- **Description of the task**: From the data below, retype exactly the lines starting with the one that contains "sent between exchanges." and ending with the one that contains "reply.push_str(line.trim_end());", both included.

((

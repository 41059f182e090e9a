//! TCP transport for the matrix's serial-over-IP port.
//!
//! Commands are written terminated by `\r`. The reply is read line by line:
//! the first non-empty line must arrive within the command timeout, after
//! which lines are collected until the link stays quiet for the idle window.

use super::{Connector, Transport, parse_socket_url};
use crate::error::{MatrixError, Result};
use async_trait::async_trait;
use log::{debug, info, warn};
use std::io;
use std::sync::Arc;
use std::sync::atomic::{AtomicBool, Ordering};
use std::time::Duration;
use tokio::io::{AsyncBufReadExt, AsyncWriteExt, BufReader};
use tokio::net::TcpStream;
use tokio::net::tcp::{OwnedReadHalf, OwnedWriteHalf};
use tokio::sync::Mutex;

/// Quiet period that ends a multi-line reply.
pub const DEFAULT_IDLE: Duration = Duration::from_millis(150);

struct Link {
    reader: BufReader<OwnedReadHalf>,
    writer: OwnedWriteHalf,
}

impl Link {
    async fn open(host: &str, port: u16) -> io::Result<Self> {
        let stream = TcpStream::connect((host, port)).await?;
        stream.set_nodelay(true)?;
        let (read_half, write_half) = stream.into_split();
        Ok(Self {
            reader: BufReader::new(read_half),
            writer: write_half,
        })
    }

    /// Throw away unsolicited bytes the matrix sent between exchanges.
    fn discard_stale(&mut self) {
        let buffered = self.reader.buffer().len();
        if buffered > 0 {
            self.reader.consume(buffered);
        }
        let mut scratch = [0u8; 256];
        while let Ok(n) = self.reader.get_ref().try_read(&mut scratch) {
            if n == 0 {
                break;
            }
            debug!("[Transport] Discarded {} stale bytes", n);
        }
    }

    async fn exchange(&mut self, command: &str, idle: Duration) -> io::Result<String> {
        self.discard_stale();

        self.writer.write_all(command.as_bytes()).await?;
        self.writer.write_all(b"\r").await?;
        self.writer.flush().await?;

        let mut reply = String::new();
        let mut line = String::new();

        // Wait (bounded by the caller's timeout) for the first real line.
        loop {
            line.clear();
            if self.reader.read_line(&mut line).await? == 0 {
                return Err(io::ErrorKind::UnexpectedEof.into());
            }
            if !line.trim().is_empty() {
                reply.push_str(line.trim_end());
                break;
            }
        }

        loop {
            line.clear();
            match tokio::time::timeout(idle, self.reader.read_line(&mut line)).await {
                Ok(Ok(0)) | Err(_) => break,
                Ok(Ok(_)) => {
                    let trimmed = line.trim_end();
                    if !trimmed.is_empty() {
                        reply.push_str("\r\n");
                        reply.push_str(trimmed);
                    }
                }
                Ok(Err(e)) => return Err(e),
            }
        }

        Ok(reply)
    }
}

/// One TCP connection to a matrix.
///
/// After a failed or timed-out exchange the socket is dropped and reopened
/// by the next command, so a late reply can never be read as the answer to
/// a later command.
pub struct TcpTransport {
    url: String,
    host: String,
    port: u16,
    link: Mutex<Option<Link>>,
    closed: AtomicBool,
    idle: Duration,
}

impl TcpTransport {
    /// Open a connection, failing with a connection error after `timeout`.
    pub async fn connect(url: &str, timeout: Duration, idle: Duration) -> Result<Self> {
        let (host, port) = parse_socket_url(url)?;
        let failed = |reason: String| MatrixError::Connection {
            url: url.to_string(),
            reason,
        };

        let link = tokio::time::timeout(timeout, Link::open(&host, port))
            .await
            .map_err(|_| failed(format!("timed out after {:?}", timeout)))?
            .map_err(|e| failed(e.to_string()))?;
        info!("[Transport] Connected to {}", url);

        Ok(Self {
            url: url.to_string(),
            host,
            port,
            link: Mutex::new(Some(link)),
            closed: AtomicBool::new(false),
            idle,
        })
    }

    async fn exchange_on(&self, slot: &mut Option<Link>, command: &str) -> io::Result<String> {
        if slot.is_none() {
            info!("[Transport] Reopening link to {}", self.url);
            *slot = Some(Link::open(&self.host, self.port).await?);
        }
        let Some(link) = slot.as_mut() else {
            return Err(io::ErrorKind::NotConnected.into());
        };
        link.exchange(command, self.idle).await
    }
}

#[async_trait]
impl Transport for TcpTransport {
    async fn send(&self, command: &str, timeout: Duration) -> Result<String> {
        let mut link = self.link.lock().await;
        if self.closed.load(Ordering::SeqCst) {
            return Err(MatrixError::command(command, "not connected"));
        }

        debug!("[Transport] {} <- {:?}", self.url, command);
        match tokio::time::timeout(timeout, self.exchange_on(&mut link, command)).await {
            Ok(Ok(reply)) => {
                debug!("[Transport] {} -> {:?}", self.url, reply);
                Ok(reply)
            }
            Ok(Err(e)) => {
                warn!("[Transport] Link to {} broken: {}", self.url, e);
                *link = None;
                Err(MatrixError::command(command, e.to_string()))
            }
            Err(_) => {
                warn!(
                    "[Transport] No reply from {} within {:?}, dropping link",
                    self.url, timeout
                );
                *link = None;
                Err(MatrixError::timeout(command, timeout))
            }
        }
    }

    async fn disconnect(&self) {
        let link = self.link.lock().await.take();
        self.closed.store(true, Ordering::SeqCst);
        if let Some(mut link) = link {
            if let Err(e) = link.writer.shutdown().await {
                warn!("[Transport] Error closing {}: {}", self.url, e);
            }
            info!("[Transport] Disconnected from {}", self.url);
        }
    }

    fn is_connected(&self) -> bool {
        !self.closed.load(Ordering::SeqCst)
    }
}

/// Opens [`TcpTransport`]s.
pub struct TcpConnector {
    idle: Duration,
}

impl TcpConnector {
    pub fn new() -> Self {
        Self { idle: DEFAULT_IDLE }
    }
}

impl Default for TcpConnector {
    fn default() -> Self {
        Self::new()
    }
}

#[async_trait]
impl Connector for TcpConnector {
    async fn connect(&self, url: &str, timeout: Duration) -> Result<Arc<dyn Transport>> {
        let transport = TcpTransport::connect(url, timeout, self.idle).await?;
        Ok(Arc::new(transport))
    }
}

/// Loopback stand-in for a matrix. Every accepted connection answers each
/// `\r`-terminated command with `reply(command)`; `None` stays silent.
#[cfg(test)]
pub(crate) async fn fake_matrix<F>(reply: F) -> String
where
    F: Fn(&str) -> Option<String> + Send + Sync + 'static,
{
    use tokio::net::TcpListener;

    let listener = TcpListener::bind("127.0.0.1:0").await.unwrap();
    let addr = listener.local_addr().unwrap();
    let reply = Arc::new(reply);
    tokio::spawn(async move {
        while let Ok((socket, _)) = listener.accept().await {
            let reply = reply.clone();
            tokio::spawn(serve_commands(socket, move |command| reply(command)));
        }
    });
    super::socket_url("127.0.0.1", addr.port())
}

#[cfg(test)]
async fn serve_commands<F>(mut socket: TcpStream, reply: F)
where
    F: Fn(&str) -> Option<String>,
{
    use tokio::io::AsyncReadExt;

    let mut pending = Vec::new();
    let mut buf = [0u8; 128];
    loop {
        let n = match socket.read(&mut buf).await {
            Ok(0) | Err(_) => return,
            Ok(n) => n,
        };
        pending.extend_from_slice(&buf[..n]);
        while let Some(pos) = pending.iter().position(|b| *b == b'\r') {
            let command = String::from_utf8_lossy(&pending[..pos]).to_string();
            pending.drain(..=pos);
            if let Some(text) = reply(&command)
                && socket.write_all(text.as_bytes()).await.is_err()
            {
                return;
            }
        }
    }
}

))

- **Output**:
    /// Throw away unsolicited bytes the matrix sent between exchanges.
    fn discard_stale(&mut self) {
        let buffered = self.reader.buffer().len();
        if buffered > 0 {
            self.reader.consume(buffered);
        }
        let mut scratch = [0u8; 256];
        while let Ok(n) = self.reader.get_ref().try_read(&mut scratch) {
            if n == 0 {
                break;
            }
            debug!("[Transport] Discarded {} stale bytes", n);
        }
    }

    async fn exchange(&mut self, command: &str, idle: Duration) -> io::Result<String> {
        self.discard_stale();

        self.writer.write_all(command.as_bytes()).await?;
        self.writer.write_all(b"\r").await?;
        self.writer.flush().await?;

        let mut reply = String::new();
        let mut line = String::new();

        // Wait (bounded by the caller's timeout) for the first real line.
        loop {
            line.clear();
            if self.reader.read_line(&mut line).await? == 0 {
                return Err(io::ErrorKind::UnexpectedEof.into());
            }
            if !line.trim().is_empty() {
                reply.push_str(line.trim_end());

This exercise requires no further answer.